#### [WHAT TO DO]
For the listing that follows, give again exactly the lines from the one with "is never mutated." to the one with "SortOrder::Descending => ranked.sort_by(|a, b|", including both.

##### AVAILABLE DATA

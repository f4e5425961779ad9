use crate::models::Area;

/// How many areas the "most/least affordable" lists show by default.
pub const DEFAULT_TOP_N: usize = 3;

#[derive(Debug, Clone, Copy, PartialEq, Eq)]
pub enum SortOrder {
    /// Highest score first ("most affordable").
    Descending,
    /// Lowest score first ("least affordable").
    Ascending,
}

/// The first `n` areas after a stable sort of a copy by score. Ties keep
/// their input order, so repeated calls on identical input are
/// deterministic. The input is never mutated.
pub fn top_n(areas: &[Area], n: usize, order: SortOrder) -> Vec<Area> {
    let mut ranked = areas.to_vec();
    match order {
        SortOrder::Descending => ranked.sort_by(|a, b| b.score.total_cmp(&a.score)),
        SortOrder::Ascending => ranked.sort_by(|a, b| a.score.total_cmp(&b.score)),
    }
    ranked.truncate(n);
    ranked
}

#[cfg(test)]
mod tests {
    use super::*;
    use crate::engine::testutil::area;

    fn names(areas: &[Area]) -> Vec<&str> {
        areas.iter().map(|a| a.name.as_str()).collect()
    }

    #[test]
    fn descending_puts_the_highest_score_first() {
        let areas = vec![
            area("Marina", 45_000.0, 0.5, 25.265, 55.305),
            area("Deira", 40_000.0, 0.8, 25.27, 55.31),
            area("Jumeirah", 90_000.0, 0.3, 25.27, 55.31),
        ];
        let top = top_n(&areas, DEFAULT_TOP_N, SortOrder::Descending);
        assert_eq!(names(&top), ["Deira", "Marina", "Jumeirah"]);
    }

    #[test]
    fn ascending_puts_the_lowest_score_first() {
        let areas = vec![
            area("Marina", 45_000.0, 0.5, 25.265, 55.305),
            area("Deira", 40_000.0, 0.8, 25.27, 55.31),
        ];
        let least = top_n(&areas, 1, SortOrder::Ascending);
        assert_eq!(names(&least), ["Marina"]);
    }

    #[test]
    fn ties_keep_their_input_order() {
        let areas = vec![
            area("First", 40_000.0, 0.9, 25.27, 55.31),
            area("Second", 45_000.0, 0.9, 25.265, 55.305),
        ];
        let top = top_n(&areas, 1, SortOrder::Descending);
        assert_eq!(names(&top), ["First"]);
    }

    #[test]
    fn truncates_to_n_and_never_mutates_the_input() {
        let areas = vec![
            area("Marina", 45_000.0, 0.5, 25.265, 55.305),
            area("Deira", 40_000.0, 0.8, 25.27, 55.31),
            area("Jumeirah", 90_000.0, 0.3, 25.27, 55.31),
        ];
        let top = top_n(&areas, 2, SortOrder::Descending);
        assert_eq!(top.len(), 2);
        // input order untouched
        assert_eq!(names(&areas), ["Marina", "Deira", "Jumeirah"]);
    }

    #[test]
    fn n_larger_than_the_collection_returns_everything() {
        let areas = vec![area("Deira", 40_000.0, 0.8, 25.27, 55.31)];
        assert_eq!(top_n(&areas, 10, SortOrder::Descending).len(), 1);
    }
}
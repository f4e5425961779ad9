use crate::models::Area;

/// CSV rendering of a filtered set, one row per area. Pure formatting over
/// the filter output; writing the file is the caller's concern.
pub fn to_csv(areas: &[Area]) -> String {
    let mut csv = String::from("Area,Latitude,Longitude,Price,Score\n");
    for area in areas {
        csv.push_str(&format!(
            "{},{},{},{},{}\n",
            area.name, area.latitude, area.longitude, area.price, area.score
        ));
    }
    csv
}
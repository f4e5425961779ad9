use crate::client::types::{AreaQuery, SuggestionRequest};
use crate::models::{Area, TransportStop};
use anyhow::Result;
use async_trait::async_trait;

/// Boundary to the remote affordability service. The engine only ever sees
/// the plain collections these calls resolve to, which keeps it testable
/// against an in-memory fake.
#[async_trait]
pub trait AffordabilityApi: Send + Sync {
    /// Areas for one profession, server-side filters applied per the query.
    async fn fetch_areas(&self, query: &AreaQuery) -> Result<Vec<Area>>;

    /// The full transit-stop collection.
    async fn fetch_stops(&self) -> Result<Vec<TransportStop>>;

    /// The service's ranked candidate pool for a user profile. An empty
    /// vector is a valid "no match" answer, not an error.
    async fn suggest(&self, request: &SuggestionRequest) -> Result<Vec<Area>>;
}
use crate::client::{AffordabilityApi, AreaQuery, SuggestionRequest};
use crate::engine::{
    build_comparison, filter_areas, heat_points, rank_suggestions, top_n, ComparisonResult,
    FilterCriteria, HeatField, HeatPoint, SortOrder, SuggestionOutcome, DEFAULT_TOP_N,
};
use crate::models::{Area, TransportStop};
use anyhow::Result;
use chrono::{DateTime, Utc};
use tracing::debug;

/// Owner of the last-known-good analysis inputs.
///
/// Boundary fetches are tagged with a monotonic sequence number so a stale
/// in-flight response can never overwrite a fresher one (last-write-wins per
/// collection). A failed fetch simply never gets applied, leaving the
/// previous collections usable.
pub struct AnalysisSession {
    areas: Vec<Area>,
    stops: Vec<TransportStop>,
    criteria: FilterCriteria,
    fetched_at: Option<DateTime<Utc>>,
    issued_seq: u64,
    applied_area_seq: u64,
    applied_stop_seq: u64,
}

/// Fan-out of one filter pass. Lists, heatmap, and export all derive from
/// the same `filtered` snapshot, so they always agree.
pub struct AnalysisView {
    pub filtered: Vec<Area>,
    pub most_affordable: Vec<Area>,
    pub least_affordable: Vec<Area>,
    pub heatmap: Vec<HeatPoint>,
}

impl AnalysisSession {
    pub fn new(criteria: FilterCriteria) -> Self {
        Self {
            areas: Vec::new(),
            stops: Vec::new(),
            criteria,
            fetched_at: None,
            issued_seq: 0,
            applied_area_seq: 0,
            applied_stop_seq: 0,
        }
    }

    /// Tag for the next boundary fetch.
    pub fn begin_fetch(&mut self) -> u64 {
        self.issued_seq += 1;
        self.issued_seq
    }

    /// Install a fetched area collection unless a newer one already landed.
    /// Returns whether the collection was applied.
    pub fn apply_areas(&mut self, seq: u64, areas: Vec<Area>) -> bool {
        if seq < self.applied_area_seq {
            debug!(
                "Discarding stale area fetch (seq {} < {})",
                seq, self.applied_area_seq
            );
            return false;
        }
        self.applied_area_seq = seq;
        self.areas = areas;
        self.fetched_at = Some(Utc::now());
        true
    }

    /// Same last-write-wins rule for the transit stops.
    pub fn apply_stops(&mut self, seq: u64, stops: Vec<TransportStop>) -> bool {
        if seq < self.applied_stop_seq {
            debug!(
                "Discarding stale stop fetch (seq {} < {})",
                seq, self.applied_stop_seq
            );
            return false;
        }
        self.applied_stop_seq = seq;
        self.stops = stops;
        self.fetched_at = Some(Utc::now());
        true
    }

    pub fn set_criteria(&mut self, criteria: FilterCriteria) {
        self.criteria = criteria;
    }

    pub fn criteria(&self) -> &FilterCriteria {
        &self.criteria
    }

    pub fn areas(&self) -> &[Area] {
        &self.areas
    }

    pub fn stops(&self) -> &[TransportStop] {
        &self.stops
    }

    pub fn fetched_at(&self) -> Option<DateTime<Utc>> {
        self.fetched_at
    }

    /// One filter pass feeding every consumer. Called whenever any of
    /// (areas, stops, criteria) changes.
    pub fn recompute(&self) -> AnalysisView {
        let filtered = filter_areas(&self.areas, &self.criteria, &self.stops);
        let most_affordable = top_n(&filtered, DEFAULT_TOP_N, SortOrder::Descending);
        let least_affordable = top_n(&filtered, DEFAULT_TOP_N, SortOrder::Ascending);
        let heatmap = heat_points(&filtered, HeatField::Price);
        AnalysisView {
            filtered,
            most_affordable,
            least_affordable,
            heatmap,
        }
    }

    /// Cross-profession table: one fetch per profession, each filtered with
    /// the price/proximity part of the current criteria only, so the columns
    /// stay comparable.
    pub async fn compare(
        &self,
        api: &dyn AffordabilityApi,
        professions: &[String],
    ) -> Result<ComparisonResult> {
        if professions.is_empty() {
            return Ok(ComparisonResult::default());
        }
        let basic = FilterCriteria::basic(self.criteria.max_price, self.criteria.max_proximity_km);
        let mut per_profession = Vec::with_capacity(professions.len());
        for profession in professions {
            let areas = api
                .fetch_areas(&AreaQuery::for_profession(profession.clone()))
                .await?;
            let filtered = filter_areas(&areas, &basic, &self.stops);
            per_profession.push((profession.clone(), filtered));
        }
        Ok(build_comparison(&per_profession))
    }

    /// Ask the service for a ranked shortlist for this user profile. A
    /// successful response with no candidates is `NoMatch`, distinct from
    /// the `Err` a failed call produces.
    pub async fn suggest(
        &self,
        api: &dyn AffordabilityApi,
        request: &SuggestionRequest,
    ) -> Result<SuggestionOutcome> {
        let suggested = api.suggest(request).await?;
        Ok(rank_suggestions(suggested))
    }
}
mod client;
mod engine;
mod models;
mod session;

use client::{AffordabilityApi, AreaQuery, HttpAffordabilityClient, SuggestionRequest};
use engine::{heat_points, to_csv, FilterCriteria, HeatField, SuggestionOutcome};
use session::AnalysisSession;
use tracing::{info, Level};
use tracing_subscriber;

#[tokio::main]
async fn main() -> anyhow::Result<()> {
    // Initialize logging
    tracing_subscriber::fmt()
        .with_max_level(Level::INFO)
        .init();

    info!("🏙️ Area Scout - Affordability Explorer");
    info!("=======================================");
    info!("");

    let base_url =
        std::env::var("AREA_SCOUT_API").unwrap_or_else(|_| "http://localhost:5000".to_string());
    let profession = std::env::args().nth(1).unwrap_or_else(|| "Teacher".to_string());

    let api = HttpAffordabilityClient::new(base_url)?;
    let mut session = AnalysisSession::new(FilterCriteria::basic(500_000.0, 5.0));

    // Optional overrides: max price and max transit distance (km)
    if let Some(max_price) = std::env::args().nth(2).and_then(|v| v.parse::<f64>().ok()) {
        let mut criteria = session.criteria().clone();
        criteria.max_price = max_price;
        session.set_criteria(criteria);
    }
    if let Some(max_km) = std::env::args().nth(3).and_then(|v| v.parse::<f64>().ok()) {
        let mut criteria = session.criteria().clone();
        criteria.max_proximity_km = max_km;
        session.set_criteria(criteria);
    }

    info!("Fetching transit stops and areas for '{}'...", profession);

    let stop_seq = session.begin_fetch();
    let stops = api.fetch_stops().await?;
    session.apply_stops(stop_seq, stops);

    let area_seq = session.begin_fetch();
    let areas = api
        .fetch_areas(&AreaQuery::for_profession(profession.as_str()))
        .await?;
    session.apply_areas(area_seq, areas);

    info!(
        "Loaded {} areas and {} stops (fetched at {:?})",
        session.areas().len(),
        session.stops().len(),
        session.fetched_at()
    );

    let view = session.recompute();

    info!(
        "\n✅ {} areas pass the current filter (price ≤ {}, transit ≤ {} km)\n",
        view.filtered.len(),
        session.criteria().max_price,
        session.criteria().max_proximity_km
    );

    println!("Most affordable areas for {}:", profession);
    for (i, area) in view.most_affordable.iter().enumerate() {
        println!(
            "{}. {} (AED {}, score {})",
            i + 1,
            area.name,
            area.price,
            area.score
        );
    }
    println!();
    println!("Least affordable areas:");
    for (i, area) in view.least_affordable.iter().enumerate() {
        println!(
            "{}. {} (AED {}, score {})",
            i + 1,
            area.name,
            area.price,
            area.score
        );
    }
    println!();

    // Save the filtered snapshot
    tokio::fs::write("filtered_areas.csv", to_csv(&view.filtered)).await?;
    info!("💾 Saved filtered areas to filtered_areas.csv");

    let json = serde_json::to_string_pretty(&view.filtered)?;
    tokio::fs::write("filtered_areas.json", json).await?;
    info!("💾 Saved filtered areas to filtered_areas.json");

    // Heatmap overlays for both gradients
    let overlays = serde_json::json!({
        "price": view.heatmap,
        "score": heat_points(&view.filtered, HeatField::Score),
    });
    tokio::fs::write(
        "heatmap_points.json",
        serde_json::to_string_pretty(&overlays)?,
    )
    .await?;
    info!("💾 Saved heatmap overlays to heatmap_points.json");

    // Smart-suggest for a sample profile at the current transit distance
    let request = SuggestionRequest::new(120_000.0, 2, session.criteria().max_proximity_km);
    match session.suggest(&api, &request).await? {
        SuggestionOutcome::NoMatch => {
            println!("No suitable areas found. Try adjusting your criteria.");
        }
        SuggestionOutcome::Suggestions(ranked) => {
            println!("Best areas for your profile:");
            for (i, area) in ranked.iter().enumerate() {
                let proximity = area
                    .proximity
                    .map(|km| format!(", {km:.1} km to transit"))
                    .unwrap_or_default();
                println!(
                    "{}. {} (AED {}, score {}{})",
                    i + 1,
                    area.name,
                    area.price,
                    area.score,
                    proximity
                );
            }
        }
    }
    println!();

    // Cross-profession comparison over a default panel
    let professions: Vec<String> = ["Teacher", "Engineer", "Nurse"]
        .iter()
        .map(|p| p.to_string())
        .collect();
    let comparison = session.compare(&api, &professions).await?;

    if comparison.is_empty() {
        println!("No professions selected, no comparison table.");
    } else {
        print!("{:<24}", "Area");
        for profession in &comparison.professions {
            print!("{:>12}", profession);
        }
        println!();
        for row in &comparison.rows {
            print!("{:<24}", row.area);
            for score in &row.scores {
                match score {
                    Some(s) => print!("{:>12.2}", s),
                    None => print!("{:>12}", "-"),
                }
            }
            println!();
        }
    }

    Ok(())
}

##########

#### [RESPONSE]
/// deterministic. The input is never mutated.
pub fn top_n(areas: &[Area], n: usize, order: SortOrder) -> Vec<Area> {
    let mut ranked = areas.to_vec();
    match order {
        SortOrder::Descending => ranked.sort_by(|a, b| b.score.total_cmp(&a.score)),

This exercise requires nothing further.